==== Available data

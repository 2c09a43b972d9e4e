use glam::{Quat, Vec3};
use std::f32::consts::FRAC_PI_2;
use viewer_core::scene::Vertex;
use viewer_core::{
    Aabb, PanelBinding, SceneMesh, ScreenRole, MONITOR_PIXEL_SIZE, TABLET_PIXEL_SIZE,
};

const EPS: f32 = 1e-5;

fn screen_mesh(name: &str, position: Vec3, rotation: Quat, width: f32) -> SceneMesh {
    let half = Vec3::new(width * 0.5, width * 0.28, 0.01);
    let min = position - half;
    let max = position + half;
    SceneMesh {
        name: name.to_owned(),
        translation: position,
        rotation,
        vertices: vec![
            Vertex {
                position: min.to_array(),
                normal: [0.0, 0.0, 1.0],
            },
            Vertex {
                position: max.to_array(),
                normal: [0.0, 0.0, 1.0],
            },
        ],
        indices: vec![0, 1],
        base_color: [1.0, 1.0, 1.0, 1.0],
        aabb: Aabb::from_points([min, max].into_iter()),
    }
}

#[test]
fn scale_maps_pixel_width_onto_mesh_width() {
    let mesh = screen_mesh("DisplayMonitor", Vec3::ZERO, Quat::IDENTITY, 2.56);
    let binding = PanelBinding::from_mesh(ScreenRole::Monitor, &mesh);
    assert!((binding.scale - 2.56 / MONITOR_PIXEL_SIZE[0]).abs() < EPS);
    assert!((binding.scale * binding.pixel_size[0] - 2.56).abs() < EPS);
}

#[test]
fn monitor_focus_eye_sits_in_front_of_the_screen() {
    let position = Vec3::new(1.0, 2.0, 3.0);
    let mesh = screen_mesh("DisplayMonitor", position, Quat::IDENTITY, 2.56);
    let binding = PanelBinding::from_mesh(ScreenRole::Monitor, &mesh);
    assert!((binding.focus_eye() - (position + Vec3::new(0.0, 0.0, 0.6))).length() < EPS);
    assert_eq!(binding.focus_target(), position);
}

#[test]
fn focus_eye_rotates_with_the_mesh() {
    let position = Vec3::new(1.0, 0.0, 0.0);
    let rotation = Quat::from_rotation_y(FRAC_PI_2);
    let mesh = screen_mesh("DisplayMonitor", position, rotation, 2.56);
    let binding = PanelBinding::from_mesh(ScreenRole::Monitor, &mesh);
    // local +Z swings to world +X under a quarter turn about Y
    assert!((binding.focus_eye() - (position + Vec3::new(0.6, 0.0, 0.0))).length() < EPS);
}

#[test]
fn tablet_panel_is_pitched_flat() {
    let position = Vec3::new(0.0, 1.0, 0.0);
    let mesh = screen_mesh("Displayipad", position, Quat::IDENTITY, 0.768);
    let binding = PanelBinding::from_mesh(ScreenRole::Tablet, &mesh);
    assert_eq!(binding.pixel_size, TABLET_PIXEL_SIZE);
    // local +Z points up after the -90 degree pitch, so the camera hovers
    // above the slab
    assert!((binding.focus_eye() - (position + Vec3::new(0.0, 0.5, 0.0))).length() < EPS);
}

#[test]
fn model_matrix_carries_scale_rotation_translation() {
    let position = Vec3::new(1.0, 2.0, 3.0);
    let rotation = Quat::from_rotation_y(FRAC_PI_2);
    let mesh = screen_mesh("DisplayMonitor", position, rotation, 2.56);
    let binding = PanelBinding::from_mesh(ScreenRole::Monitor, &mesh);

    let (scale, rot, trans) = binding.model_matrix().to_scale_rotation_translation();
    assert!((scale - Vec3::splat(binding.scale)).length() < EPS);
    assert!((trans - position).length() < EPS);
    assert!(rot.angle_between(binding.orientation) < 1e-4);
}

========

- Work instructions:
Within the entries above, find each line where "IDENTITY" appears; copy every one.

- Reply:
    let mesh = screen_mesh("DisplayMonitor", Vec3::ZERO, Quat::IDENTITY, 2.56);
    let mesh = screen_mesh("DisplayMonitor", position, Quat::IDENTITY, 2.56);
    let mesh = screen_mesh("Displayipad", position, Quat::IDENTITY, 0.768);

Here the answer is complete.